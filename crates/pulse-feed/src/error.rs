//! Feed error types.
//!
//! Every error class is absorbed at the poller boundary as a feed-state
//! transition; none propagate into price memory or conclusion
//! derivation.

use pulse_client::ClientError;
use thiserror::Error;

#[derive(Debug, Error)]
pub enum FeedError {
    #[error("Network error: {0}")]
    Network(String),

    #[error("Parse error: {0}")]
    Parse(String),

    #[error("Upstream error: {0}")]
    Upstream(String),
}

impl From<ClientError> for FeedError {
    fn from(e: ClientError) -> Self {
        match e {
            ClientError::Network(msg) => Self::Network(msg),
            ClientError::Parse(msg) => Self::Parse(msg),
            ClientError::Upstream { status, message } => {
                Self::Upstream(format!("{status}: {message}"))
            }
            ClientError::HttpClient(msg) => Self::Network(msg),
        }
    }
}

pub type FeedResult<T> = Result<T, FeedError>;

────────────────────

### What the task requires
Search the data above for lines holding "Self" and copy each of them.

### Response area
    fn from(e: ClientError) -> Self {
            ClientError::Network(msg) => Self::Network(msg),
            ClientError::Parse(msg) => Self::Parse(msg),
                Self::Upstream(format!("{status}: {message}"))
            ClientError::HttpClient(msg) => Self::Network(msg),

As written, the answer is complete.